When reading these remarkable statistics, keep in mind that the US public has never been told any of these things. The capitalist press only tells us about fictitous and exaggerated "abuses" and totally ignores the positve (see the next post down and this horrible Economist article for proof). If any other country in Latin America had achieved such remarkable results in such a short amount of time, they would be haralded around the world as a model of development.
Key findings of the report include:
The current economic expansion began when the government got control over the national oil company in the first quarter of 2003. Since then, real (inflation-adjusted) GDP has nearly doubled, growing by 94.7 percent in 5.25 years, or 13.5 percent annually.
Most of this growth has been in the non-oil sector of the economy, and the private sector has grown faster than the public sector.
During the current economic expansion, the poverty rate has been cut by more than half, from 54 percent of households in the first half of 2003 to 26 percent at the end of 2008. Extreme poverty has fallen even more, by 72 percent. These poverty rates measure only cash income, and do not take into account increased access to health care or education.
Over the entire decade, the percentage of households in poverty has been reduced by 39 percent, and extreme poverty by more than half.
There have been substantial gains in education, especially higher education, where gross enrollment rates more than doubled from 1999-2000 to 2007-2008.
Over the past decade, the number of social security beneficiaries has more than doubled.

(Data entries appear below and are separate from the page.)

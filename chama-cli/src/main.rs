//! Chama: offline-first group ledger with approval-gated releases.
//!
//! # Usage
//!
//! ```text
//! chama init [--device-id <id>] [--remote-root <dir>]
//! chama member add <user> [--role member|treasurer|chairperson|secretary] [--inactive]
//! chama member list
//! chama record create --kind <kind> --amount <minor units> --by <user> [--related-to <id>] [--notes <text>]
//! chama record list [--kind <kind>] [--json]
//! chama record show <id> [--json]
//! chama vote <id> approve|reject --by <user>
//! chama release <id> --by <user>
//! chama close <id>
//! chama sync [--push-only|--pull-only]
//! chama status [--json]
//! chama daemon start|stop|status|logs
//! ```

mod commands;

use std::fmt;
use std::str::FromStr;

use anyhow::Result;
use clap::{Parser, Subcommand};

use chama_core::types::{EntityKind, Role, VoteAction};
use commands::{
    approval::{CloseArgs, ReleaseArgs, VoteArgs},
    daemon::DaemonCommand,
    init::InitArgs,
    member::MemberCommand,
    record::RecordCommand,
    status::StatusArgs,
    sync::SyncArgs,
};

// ---------------------------------------------------------------------------
// CLI entry point
// ---------------------------------------------------------------------------

#[derive(Parser, Debug)]
#[command(
    name = "chama",
    version,
    about = "Offline-first group ledger with quorum approvals and treasurer releases",
    long_about = None,
)]
struct Cli {
    #[command(subcommand)]
    command: Commands,
}

#[derive(Subcommand, Debug)]
enum Commands {
    /// Create ~/.chama and write this device's config.
    Init(InitArgs),

    /// Manage the member roster.
    Member {
        #[command(subcommand)]
        command: MemberCommand,
    },

    /// Create and inspect financial records.
    Record {
        #[command(subcommand)]
        command: RecordCommand,
    },

    /// Cast or change a vote on a record.
    Vote(VoteArgs),

    /// Release approved funds (treasurer only).
    Release(ReleaseArgs),

    /// Close an active record.
    Close(CloseArgs),

    /// Push local changes and pull remote ones.
    Sync(SyncArgs),

    /// Show the push backlog and daemon state.
    Status(StatusArgs),

    /// Run and control the background sync daemon.
    Daemon {
        #[command(subcommand)]
        command: DaemonCommand,
    },
}

// ---------------------------------------------------------------------------
// Argument wrappers so clap can parse core enums
// ---------------------------------------------------------------------------

#[derive(Debug, Clone, Copy)]
pub struct EntityKindArg(pub EntityKind);

impl FromStr for EntityKindArg {
    type Err = String;

    fn from_str(s: &str) -> std::result::Result<Self, Self::Err> {
        match s.to_ascii_lowercase().as_str() {
            "borrowing" | "br" => Ok(Self(EntityKind::Borrowing)),
            "investment" | "in" => Ok(Self(EntityKind::Investment)),
            "deposit" | "dp" => Ok(Self(EntityKind::Deposit)),
            "repayment" | "rp" => Ok(Self(EntityKind::Repayment)),
            "penalty" | "pn" => Ok(Self(EntityKind::Penalty)),
            other => Err(format!(
                "unknown record kind '{other}'; expected: borrowing, investment, deposit, repayment, penalty"
            )),
        }
    }
}

impl fmt::Display for EntityKindArg {
    fn fmt(&self, f: &mut fmt::Formatter<'_>) -> fmt::Result {
        self.0.fmt(f)
    }
}

#[derive(Debug, Clone, Copy, Default)]
pub struct RoleArg(pub Role);

impl FromStr for RoleArg {
    type Err = String;

    fn from_str(s: &str) -> std::result::Result<Self, Self::Err> {
        match s.to_ascii_lowercase().as_str() {
            "member" => Ok(Self(Role::Member)),
            "treasurer" => Ok(Self(Role::Treasurer)),
            "chairperson" | "chair" => Ok(Self(Role::Chairperson)),
            "secretary" => Ok(Self(Role::Secretary)),
            other => Err(format!(
                "unknown role '{other}'; expected: member, treasurer, chairperson, secretary"
            )),
        }
    }
}

impl fmt::Display for RoleArg {
    fn fmt(&self, f: &mut fmt::Formatter<'_>) -> fmt::Result {
        self.0.fmt(f)
    }
}

#[derive(Debug, Clone, Copy)]
pub struct VoteActionArg(pub VoteAction);

impl FromStr for VoteActionArg {
    type Err = String;

    fn from_str(s: &str) -> std::result::Result<Self, Self::Err> {
        match s.to_ascii_lowercase().as_str() {
            "approve" | "yes" => Ok(Self(VoteAction::Approve)),
            "reject" | "no" => Ok(Self(VoteAction::Reject)),
            other => Err(format!(
                "unknown vote '{other}'; expected: approve, reject"
            )),
        }
    }
}

impl fmt::Display for VoteActionArg {
    fn fmt(&self, f: &mut fmt::Formatter<'_>) -> fmt::Result {
        self.0.fmt(f)
    }
}

// ---------------------------------------------------------------------------
// Main
// ---------------------------------------------------------------------------

fn main() -> Result<()> {
    let cli = Cli::parse();
    match cli.command {
        Commands::Init(args) => args.run(),
        Commands::Member { command } => commands::member::run(command),
        Commands::Record { command } => commands::record::run(command),
        Commands::Vote(args) => args.run(),
        Commands::Release(args) => args.run(),
        Commands::Close(args) => args.run(),
        Commands::Sync(args) => args.run(),
        Commands::Status(args) => args.run(),
        Commands::Daemon { command } => commands::daemon::run(command),
    }
}
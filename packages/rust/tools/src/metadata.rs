//! Ebook metadata editing through Calibre's `ebook-meta`.

use std::path::Path;
use std::sync::Arc;

use tracing::{info, instrument};

use issuepress_shared::{EbookMetadata, OutputArtifact, Result};

use crate::runner::{CommandRunner, ToolCommand, ToolProgram};

pub struct MetadataWriter {
    ebook_meta: ToolProgram,
    runner: Arc<dyn CommandRunner>,
}

impl MetadataWriter {
    pub fn new(ebook_meta: ToolProgram, runner: Arc<dyn CommandRunner>) -> Self {
        Self { ebook_meta, runner }
    }

    fn command(&self, file: &Path, cover: &Path, metadata: &EbookMetadata) -> ToolCommand {
        self.ebook_meta
            .command()
            .path_arg(file)
            .arg(format!("--title={}", metadata.title))
            .path_flag("--cover", cover)
            .arg(format!("--authors={}", metadata.author))
            .arg(format!("--author-sort={}", metadata.author_sort))
            .arg(format!("--tags={}", metadata.joined_tags()))
    }

    /// Write title, cover, author and tags into `artifact` in place.
    #[instrument(skip(self, artifact, metadata), fields(format = %artifact.format, path = %artifact.path.display()))]
    pub async fn write(
        &self,
        artifact: &mut OutputArtifact,
        cover: &Path,
        metadata: &EbookMetadata,
    ) -> Result<()> {
        let command = self.command(&artifact.path, cover, metadata);
        self.runner.run(&command).await?.checked(&command.tool)?;

        artifact.metadata = Some(metadata.clone());
        info!(title = %metadata.title, "metadata written");
        Ok(())
    }
}
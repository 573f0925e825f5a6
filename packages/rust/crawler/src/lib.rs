//! Issue page acquisition: mirroring the page and reducing it to its article.
//!
//! - [`fetcher`]: runs the page mirroring tool into the scratch directory
//! - [`declutter`]: rewrites the mirrored page around its content container

pub mod declutter;
pub mod fetcher;

pub use declutter::{ContentDeclutterer, escape_html};
pub use fetcher::{ContentFetcher, MirroredPage, find_index_page};
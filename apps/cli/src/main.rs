//! IssuePress CLI: monthly newsletter to e-reader publishing pipeline.
//!
//! Finds the requested issue, converts it to EPUB and MOBI with a generated
//! cover, adds both to the Calibre library and updates the site repository.

mod commands;

use clap::Parser;
use color_eyre::eyre::Result;

use commands::Cli;

#[tokio::main]
async fn main() -> Result<()> {
    color_eyre::install()?;
    let cli = Cli::parse();
    commands::init_tracing(&cli);
    commands::run(cli).await
}
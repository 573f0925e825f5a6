//! Two-step ebook conversion through Calibre's `ebook-convert`.

use std::path::Path;
use std::sync::Arc;

use tracing::{info, instrument};

use issuepress_shared::{EbookFormat, IssuePressError, OutputArtifact, Result};

use crate::runner::{CommandRunner, ToolCommand, ToolProgram, non_empty_file};

/// Both converted files of one run.
#[derive(Debug, Clone)]
pub struct ConvertedFormats {
    pub mobi: OutputArtifact,
    pub epub: OutputArtifact,
}

/// Converts the zipped HTML bundle to MOBI, then the MOBI to EPUB.
pub struct FormatConverter {
    ebook_convert: ToolProgram,
    runner: Arc<dyn CommandRunner>,
}

impl FormatConverter {
    pub fn new(ebook_convert: ToolProgram, runner: Arc<dyn CommandRunner>) -> Self {
        Self {
            ebook_convert,
            runner,
        }
    }

    fn to_mobi_command(&self, bundle: &Path, cover: &Path, mobi: &Path) -> ToolCommand {
        self.ebook_convert
            .command()
            .path_arg(bundle)
            .path_arg(mobi)
            .arg("--no-inline-toc")
            .path_flag("--cover", cover)
    }

    fn to_epub_command(&self, mobi: &Path, cover: &Path, epub: &Path) -> ToolCommand {
        self.ebook_convert
            .command()
            .path_arg(mobi)
            .path_arg(epub)
            .arg("--preserve-cover-aspect-ratio")
            .arg("--dont-split-on-page-breaks")
            .path_flag("--cover", cover)
    }

    async fn convert_one(&self, command: ToolCommand, out: &Path, format: EbookFormat) -> Result<()> {
        self.runner.run(&command).await?.checked(&command.tool)?;
        let size = non_empty_file(out).ok_or_else(|| {
            IssuePressError::ConversionFailed(format!(
                "{format} output missing or empty: {}",
                out.display()
            ))
        })?;
        info!(%format, bytes = size, path = %out.display(), "converted");
        Ok(())
    }

    /// Produce `mobi_path` from the bundle, then `epub_path` from the MOBI.
    ///
    /// The second step never runs if the first one fails.
    #[instrument(skip_all, fields(bundle = %bundle.display(), epub = %epub_path.display()))]
    pub async fn convert(
        &self,
        bundle: &Path,
        cover: &Path,
        mobi_path: &Path,
        epub_path: &Path,
    ) -> Result<ConvertedFormats> {
        if !bundle.is_file() {
            return Err(IssuePressError::ConversionFailed(format!(
                "bundle not found: {}",
                bundle.display()
            )));
        }

        let to_mobi = self.to_mobi_command(bundle, cover, mobi_path);
        self.convert_one(to_mobi, mobi_path, EbookFormat::Mobi).await?;

        let to_epub = self.to_epub_command(mobi_path, cover, epub_path);
        self.convert_one(to_epub, epub_path, EbookFormat::Epub).await?;

        Ok(ConvertedFormats {
            mobi: OutputArtifact::new(EbookFormat::Mobi, mobi_path),
            epub: OutputArtifact::new(EbookFormat::Epub, epub_path),
        })
    }
}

Real (inflation-adjusted) social spending per person more than tripled from 1998-2006
"Looking at the economic data and social indicators, it's not difficult to see why Chávez remains popular and has won so many elections, despite overwhelmingly hostile media coverage," said Mark Weisbrot, Co-Director of CEPR.
Labels: hugo chavez, venezuela
6 Comments:
Old topic:
Cuba to continue censorship even AFTER fiber optic cable run from Venezuela. At least we know you'll finally be standing up to this once the cable is laid.
http://www.google.com/hostednews/afp/article/ALeqM5i4Im-pal7SwXM14VPiwpDLTMbvxw
In fact the Cuban statement was widely misquoted. They said nothing categorical about the restricts and said increasing internet usage is a top priority.
Havana, Feb 6 (EFE
In a statement to Juventud Rebelde, the deputy minister of communications, Boris Moreno, said that the possibility of opening individual access to the Internet "is not being discarded, although it's something about which no measures have currently been adopted."
Cuba would "first have to have guarantees from the technical and economic points of view that it is possible to support that service, as we did with mobile telephony," he said.
You yourself said they'd have no excuse. So we'll see.
Communications minister Ramiro Valdes was later interviewed by Reuters and his message was a little different: “conceptually,” there’s no policy against broader access, he said, and the “restrictions are technological and economical.” As opposed to ideological, we can guess.
Except he also said:
"we're not going to permit access to sites that stimulate terrorism and encourage subversion of the established order,"
We may see that broad swaths of legitimate sites will be defined as subversive. If so, I'm glad you will be finally criticizing the government for it. You promised us you would.